MOM loads the all purpose dolly with enough food to supply a third world nation and loads the Jew Canoe (I mean car) in only three trips from the eighth floor of her condo, stopping between trips to catch her breath (I mean smoke). She straps HUSBAND in (after explaining for the fifth time that they are going to AUNT and UNCLE's) and silently prays that he doesn't pee before reaching their destination.
MOM and HUSBAND arrive at the "planned community" (I mean prison) that AUNT and UNCLE call home and ring the bell. DOG barks. HUSBAND asks if they are at the bank. DOG- delirious to see new people who aren't screaming at each other (I mean yet) knocks the bundt cake right out of HUSBAND's hands, sending him and GRANDMA's antique platter to the floor. (somehow, no hips are broken in the process)
As MOM huffs and puffs to the kitchen laden with dishes, BOY and GIRL COUSIN ignore her and continue bickering over which of their BABIES is taller/cuter/smarter- BABY BOY or BABY GIRL.
AUNT, meanwhile, is spied in the kitchen, inspecting her nails and checking out her reflection in a butter knife. As they sit to begin the solemn Seder service, BABY GIRL begins to shriek. Apparently, an alligator has smelled children (I mean brisket) and has ambled up to the lanai to check it out, wreaking havoc in the dining room. Clearly this is all too much for GIRL COUSIN (who immediately begins to cry) and she races out of the house to collect herself (I mean snort coke)
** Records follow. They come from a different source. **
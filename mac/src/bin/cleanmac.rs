//! Strips a .mac listing back to pure machine code: a line whose first
//! non-whitespace characters are binary digits passes through truncated
//! at the first non-binary character; every other line is dropped.

use std::fs::File;
use std::io::{self, BufRead, BufReader, BufWriter, Read, Write};

use arch::bits::binary_prefix;
use clap::Parser;

#[derive(Debug, clap::Parser)]
#[clap(version, about)]
struct Args {
    /// Input .mac file (stdin if omitted)
    #[clap(short, long)]
    input: Option<String>,

    /// Output file (stdout if omitted)
    #[clap(short, long)]
    output: Option<String>,
}

fn main() {
    let args = Args::parse();
    if let Err(err) = run(&args) {
        eprintln!("Error: {}", err);
        std::process::exit(1);
    }
}

fn run(args: &Args) -> io::Result<()> {
    let reader: Box<dyn Read> = match &args.input {
        Some(path) => Box::new(File::open(path)?),
        None => Box::new(io::stdin()),
    };
    let writer: Box<dyn Write> = match &args.output {
        Some(path) => Box::new(File::create(path)?),
        None => Box::new(io::stdout()),
    };
    let mut out = BufWriter::new(writer);

    for line in BufReader::new(reader).lines() {
        let line = line?;
        let bits = binary_prefix(line.trim_start());
        if !bits.is_empty() {
            writeln!(out, "{}", bits)?;
        }
    }
    Ok(())
}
By the time GIRL COUSIN returns (sans appetite) they are already on the third glass of wine (I mean vodka) and AUNT is still hollering at UNCLE to get rid of the alligator (who isn't taking "no" for an answer).
BOY COUSIN has a (possibly LESBIAN) WIFE who refuses to eat a thing, reminding everyone that she is a vegetarian. MOM points out (tearfully) that she slaved (there's that word again!) over several dishes prepared especially for LESBIAN (I mean vegetarian) and can't understand why the words 'Chef Boyardee' mean nothing to the WIFE- if anyone understands meatless, surely it's the world famous chef, himself!
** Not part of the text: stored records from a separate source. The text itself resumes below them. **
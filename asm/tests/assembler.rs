use ssbcasm::assembler::{Assembler, Config};
use ssbcasm::emit::render;
use ssbcasm::error::Error;

fn assemble_with(cfg: Config, source: &str) -> Result<Vec<String>, Error> {
    let mut asm = Assembler::new(cfg);
    for line in source.lines() {
        asm.line(line)?;
    }
    let prog = asm.finish()?;
    Ok(prog.entries.iter().map(|e| render(e, &cfg)).collect())
}

fn assemble(source: &str) -> Vec<String> {
    assemble_with(Config::default(), source).expect("assembly failed")
}

fn assemble_err(source: &str) -> Error {
    assemble_with(Config::default(), source).expect_err("assembly unexpectedly succeeded")
}

macro_rules! case {
    ($name:ident, $src:expr, $expect:expr) => {
        #[test]
        fn $name() {
            assert_eq!(assemble($src), $expect as &[&str]);
        }
    };
}

// --------------------------------------------------------------------------
// opcodes

case!(pushimm_operand, "pushimm 5", &["00000010 pushimm", "00000101 5"]);

case!(
    zero_operand_opcodes,
    "noop halt popinh popext jnz jnn add sub nor",
    &[
        "00000000 noop",
        "00000001 halt",
        "00000100 popinh",
        "00000101 popext",
        "00000110 jnz",
        "00000111 jnn",
        "00001000 add",
        "00001001 sub",
        "00001010 nor",
    ]
);

// --------------------------------------------------------------------------
// literals

case!(negative_byte, "-1", &["11111111 -1"]);

case!(
    decimal_two_bytes_by_magnitude,
    "300",
    &["00000001 300 H", "00101100     L"]
);

case!(one_byte_hex, "0xFF", &["11111111 0xFF"]);

case!(
    two_byte_hex_by_digit_count,
    "0x00FF",
    &["00000000 0x00FF H", "11111111        L"]
);

case!(
    pushext_two_byte_hex,
    "pushext 0x1234",
    &["00000011 pushext", "00010010 0x1234 H", "00110100        L"]
);

case!(
    pushext_byte_then_byte,
    "pushext 0x12 0x34",
    &["00000011 pushext", "00010010 0x12", "00110100 0x34"]
);

case!(
    pushext_second_byte_on_next_line,
    "pushext 0x12\n0x34",
    &["00000011 pushext", "00010010 0x12", "00110100 0x34"]
);

case!(
    pushext_small_decimal_padded,
    "pushext 5",
    &["00000011 pushext", "00000000 5 H", "00000101   L"]
);

// --------------------------------------------------------------------------
// labels and addresses

case!(
    forward_reference,
    "pushext @target\n\
     noop\nnoop\nnoop\nnoop\nnoop\nnoop\nnoop\n\
     #target halt",
    &[
        "00000011 pushext",
        "00000000 @target.H",
        "00001010 @target.L",
        "00000000 noop",
        "00000000 noop",
        "00000000 noop",
        "00000000 noop",
        "00000000 noop",
        "00000000 noop",
        "00000000 noop",
        "00000001 halt #target",
    ]
);

case!(
    backward_reference,
    "#start noop\npushext @start",
    &[
        "00000000 noop #start",
        "00000011 pushext",
        "00000000 @start.H",
        "00000000 @start.L",
    ]
);

case!(
    byte_part_with_offset,
    "#top noop\npushimm @top+2.L",
    &["00000000 noop #top", "00000010 pushimm", "00000010 @top+2.L"]
);

case!(
    label_on_own_line_binds_next_byte,
    "#loop\nnoop",
    &["00000000 noop #loop"]
);

// --------------------------------------------------------------------------
// comments and blank lines

case!(blank_line_preserved, "noop\n\nhalt", &["00000000 noop", "", "00000001 halt"]);

case!(comment_only_line, "; hello", &[" ; hello"]);

case!(trailing_comment_attached, "noop ; first", &["00000000 noop ; first"]);

case!(double_slash_comment, "noop // note", &["00000000 noop ; note"]);

// a line with more comments than machine-code entries keeps the surplus
// on its own display lines instead of carrying them over to the next line
case!(
    surplus_comments_stay_on_their_line,
    "noop /* a */ /* b */\nhalt",
    &["00000000 noop ; a", " ; b", "00000001 halt"]
);

case!(
    block_comment_spans_lines,
    "/* multi\nline */ noop",
    &[" ; multi", "00000000 noop ; line"]
);

#[test]
fn comment_noop_padding() {
    let cfg = Config {
        add_noops: true,
        ..Config::default()
    };
    assert_eq!(
        assemble_with(cfg, "; hello").unwrap(),
        &["00000000 ; hello"]
    );
}

#[test]
fn blank_line_noop_padding() {
    let cfg = Config {
        add_noops: true,
        ..Config::default()
    };
    // the synthesized noop occupies a machine line, so the label of the
    // following byte shifts
    assert_eq!(
        assemble_with(cfg, "\n#start halt\npushext @start").unwrap(),
        &[
            "00000000",
            "00000001 halt #start",
            "00000011 pushext",
            "00000000 @start.H",
            "00000001 @start.L",
        ]
    );
}

#[test]
fn hex_line_numbers() {
    let cfg = Config {
        hex_line_numbers: true,
        ..Config::default()
    };
    assert_eq!(
        assemble_with(cfg, "pushimm 5\n; note").unwrap(),
        &["0x0000 00000010 pushimm", "0x0001 00000101 5", " ; note"]
    );
}

// --------------------------------------------------------------------------
// errors

#[test]
fn width_mismatch_two_byte_hex_for_pushimm() {
    assert!(matches!(
        assemble_err("pushimm 0x1FF"),
        Error::WidthMismatch { line: 1, expect: 1, .. }
    ));
}

#[test]
fn width_mismatch_large_decimal_for_pushimm() {
    assert!(matches!(
        assemble_err("pushimm 300"),
        Error::WidthMismatch { expect: 1, .. }
    ));
}

#[test]
fn full_address_rejected_for_one_byte_operand() {
    assert!(matches!(
        assemble_err("#x noop\npushimm @x"),
        Error::AddressWidth { line: 2, .. }
    ));
}

#[test]
fn duplicate_label() {
    assert!(matches!(
        assemble_err("#a noop\n#a halt"),
        Error::DuplicateLabel { line: 2, .. }
    ));
}

#[test]
fn unresolved_label() {
    assert!(matches!(
        assemble_err("pushext @nowhere"),
        Error::UnresolvedLabel { line: 1, .. }
    ));
}

#[test]
fn address_out_of_range() {
    assert!(matches!(
        assemble_err("#a noop\npushext @a-5"),
        Error::AddressRange { value: -5, .. }
    ));
}

#[test]
fn overflow_decimal() {
    assert!(matches!(
        assemble_err("40000"),
        Error::Overflow { line: 1, .. }
    ));
}

#[test]
fn unknown_token() {
    assert!(matches!(
        assemble_err("frobnicate"),
        Error::UnknownToken { line: 1, .. }
    ));
}

#[test]
fn second_label_while_one_pending() {
    assert!(matches!(
        assemble_err("#a #b"),
        Error::LabelPending { line: 1, .. }
    ));
}

#[test]
fn unclosed_block_comment() {
    assert!(matches!(
        assemble_err("noop\n/* never closed"),
        Error::UnclosedComment { line: 2 }
    ));
}

#[test]
fn syntax_error_names_remainder() {
    match assemble_err("noop $$$") {
        Error::Syntax { line, rest } => {
            assert_eq!(line, 1);
            assert_eq!(rest, "$$$");
        }
        other => panic!("unexpected error: {other:?}"),
    }
}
UNCLE takes a break from drinking the traditional twelfth glass of wine (I mean vodka) to step out to said Lanai and smoke. BOY COUSIN ( who only smokes in secret) demands that he stop immediately, lest BABY BOY inhale the noxious fumes and AUNT takes BOY COUSIN's side. This upsets GIRL COUSIN, (who once again breaks down in tears) and she runs out of the house to locate BABY GIRL's pacifier (I mean snort coke)
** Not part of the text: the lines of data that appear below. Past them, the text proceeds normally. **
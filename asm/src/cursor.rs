// ----------------------------------------------------------------------------
// Character-level scanning over one source line.
//
// Every try-parser either consumes the matched construct and returns its
// value, or restores the scan position and reports no match. Whitespace is
// skipped before every attempt.

pub struct Cursor<'a> {
    line: &'a str,
    pos: usize,
}

impl<'a> Cursor<'a> {
    pub fn new(line: &'a str) -> Self {
        Self { line, pos: 0 }
    }

    fn peek(&self) -> Option<u8> {
        self.line.as_bytes().get(self.pos).copied()
    }

    pub fn mark(&self) -> usize {
        self.pos
    }

    pub fn reset(&mut self, pos: usize) {
        self.pos = pos;
    }

    pub fn advance(&mut self, n: usize) {
        self.pos += n;
    }

    pub fn skip_space(&mut self) {
        while matches!(self.peek(), Some(b) if b.is_ascii_whitespace()) {
            self.pos += 1;
        }
    }

    pub fn at_end(&mut self) -> bool {
        self.skip_space();
        self.pos >= self.line.len()
    }

    pub fn rest(&self) -> &'a str {
        &self.line[self.pos..]
    }

    pub fn take_rest(&mut self) -> &'a str {
        let rest = self.rest();
        self.pos = self.line.len();
        rest
    }

    pub fn try_char(&mut self, c: u8) -> bool {
        let mark = self.pos;
        self.skip_space();
        if self.peek() == Some(c) {
            self.pos += 1;
            true
        } else {
            self.pos = mark;
            false
        }
    }

    pub fn try_str(&mut self, pat: &str) -> bool {
        let mark = self.pos;
        self.skip_space();
        if self.line[self.pos..].starts_with(pat) {
            self.pos += pat.len();
            true
        } else {
            self.pos = mark;
            false
        }
    }

    /// A token is a maximal run of alphanumerics and underscores.
    pub fn try_token(&mut self) -> Option<&'a str> {
        let mark = self.pos;
        self.skip_space();
        let start = self.pos;
        while matches!(self.peek(), Some(b) if b.is_ascii_alphanumeric() || b == b'_') {
            self.pos += 1;
        }
        if self.pos == start {
            self.pos = mark;
            None
        } else {
            Some(&self.line[start..self.pos])
        }
    }

    /// Decimal literal with an optional leading sign.
    /// Returns the matched text and its value; digits beyond the i64
    /// range saturate, which callers reject as overflow anyway.
    pub fn try_decimal(&mut self) -> Option<(&'a str, i64)> {
        let mark = self.pos;
        self.skip_space();
        let start = self.pos;
        let mut sign = 1i64;
        match self.peek() {
            Some(b'-') => {
                sign = -1;
                self.pos += 1;
            }
            Some(b'+') => {
                self.pos += 1;
            }
            _ => {}
        }
        let digits = self.pos;
        let mut value = 0i64;
        while let Some(b @ b'0'..=b'9') = self.peek() {
            value = value.saturating_mul(10).saturating_add((b - b'0') as i64);
            self.pos += 1;
        }
        if self.pos == digits {
            self.pos = mark;
            return None;
        }
        Some((&self.line[start..self.pos], sign * value))
    }

    /// Decimal digits only, no sign.
    pub fn try_unsigned(&mut self) -> Option<(&'a str, i64)> {
        let mark = self.pos;
        self.skip_space();
        let start = self.pos;
        let mut value = 0i64;
        while let Some(b @ b'0'..=b'9') = self.peek() {
            value = value.saturating_mul(10).saturating_add((b - b'0') as i64);
            self.pos += 1;
        }
        if self.pos == start {
            self.pos = mark;
            return None;
        }
        Some((&self.line[start..self.pos], value))
    }

    /// `0x`/`0X` literal whose digit count falls in `min..=max`.
    /// The digit count, not the magnitude, decides the byte width the
    /// caller assumes: `0xFF` is one byte, `0x00FF` is two.
    pub fn try_hex(&mut self, min: usize, max: usize) -> Option<(&'a str, i64)> {
        let mark = self.pos;
        self.skip_space();
        let start = self.pos;
        if !self.try_prefix("0x") && !self.try_prefix("0X") {
            self.pos = mark;
            return None;
        }
        let digits = self.pos;
        while matches!(self.peek(), Some(b) if b.is_ascii_hexdigit()) {
            self.pos += 1;
        }
        let count = self.pos - digits;
        if count < min || count > max {
            self.pos = mark;
            return None;
        }
        match i64::from_str_radix(&self.line[digits..self.pos], 16) {
            Ok(value) => Some((&self.line[start..self.pos], value)),
            Err(_) => {
                self.pos = mark;
                None
            }
        }
    }

    fn try_prefix(&mut self, pat: &str) -> bool {
        if self.line[self.pos..].starts_with(pat) {
            self.pos += pat.len();
            true
        } else {
            false
        }
    }
}

#[cfg(test)]
mod tests {
    use super::*;

    #[test]
    fn tokens() {
        let mut cur = Cursor::new("  pushimm my_label2 ");
        assert_eq!(cur.try_token(), Some("pushimm"));
        assert_eq!(cur.try_token(), Some("my_label2"));
        assert_eq!(cur.try_token(), None);
        assert!(cur.at_end());
    }

    #[test]
    fn no_partial_advance() {
        let mut cur = Cursor::new(" @label");
        assert!(!cur.try_str("//"));
        assert_eq!(cur.mark(), 0);
        assert!(cur.try_char(b'@'));
        assert_eq!(cur.try_token(), Some("label"));
    }

    #[test]
    fn decimal() {
        let mut cur = Cursor::new("-12 +3 9 x");
        assert_eq!(cur.try_decimal(), Some(("-12", -12)));
        assert_eq!(cur.try_decimal(), Some(("+3", 3)));
        assert_eq!(cur.try_decimal(), Some(("9", 9)));
        assert_eq!(cur.try_decimal(), None);
    }

    #[test]
    fn unsigned() {
        let mut cur = Cursor::new("12 -3");
        assert_eq!(cur.try_unsigned(), Some(("12", 12)));
        assert_eq!(cur.try_unsigned(), None);
        assert_eq!(cur.try_decimal(), Some(("-3", -3)));
    }

    #[test]
    fn hex_digit_count() {
        let mut cur = Cursor::new("0xFF");
        assert_eq!(cur.try_hex(3, 4), None);
        assert_eq!(cur.try_hex(1, 2), Some(("0xFF", 0xFF)));

        let mut cur = Cursor::new("0x00FF");
        assert_eq!(cur.try_hex(1, 2), None);
        assert_eq!(cur.try_hex(3, 4), Some(("0x00FF", 0xFF)));

        // five digits match neither width
        let mut cur = Cursor::new("0x12345");
        assert_eq!(cur.try_hex(1, 2), None);
        assert_eq!(cur.try_hex(3, 4), None);
    }

    #[test]
    fn hex_case() {
        let mut cur = Cursor::new("0X1a");
        assert_eq!(cur.try_hex(1, 2), Some(("0X1a", 0x1A)));
    }
}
After the smoke clears it's time for something extremely fattening (I mean dessert) and the search for the Afikomen (I mean a piece of matsoh wrapped in a napkin that smells slightly of cat urine).
Although the youngsters in the house are the "chosen one's" to tear the house apart looking for the urine-soaked unleavened bread, GIRL COUSIN doesn't feel that enough attention is on her, so she quite naturally begins sobbing and flees to the bathroom to fix her makeup (I mean snort coke) -meanwhile her own HUSBAND has long since retired to the extra bedroom (I mean den) to watch baseball and MOM"s HUSBAND decides this would be an excellent time to pee- forgetting altogether that he is sitting on the divan (I mean couch)
MOM gets out the inhaler so that she can breathe (I mean smoke) and declares that this is absolutely, positively the last time she works like a dog (who is still licking cake off the floor) to be faced with the drama that is her (I mean my) family.
She collects HUSBAND (while quietly flipping the couch cushion) , declares that not only can they call a caterer next year, they can also kiss her flat white ass and marches (I mean hobbles) out the door, swearing under her (labored) breath.
UNCLE smiles and waves, wondering aloud if there is any wine (I mean vodka) left, while flinging a piece of brisket to the alligator. GIRL COUSIN violently blows her nose, oblivious to the fact that blood is coursing down her cheek. LESBIAN (I mean WIFE) checks her pant suit to make sure there is no meat on it- BOY COUSIN measures height of BOY BABY one last time and AUNT touches up her nails.
MOM and HUSBAND zoom off at seven miles per hour and the curtain falls. Like all Jewish Holidaze, the story needs to be told. After all, It's a classic.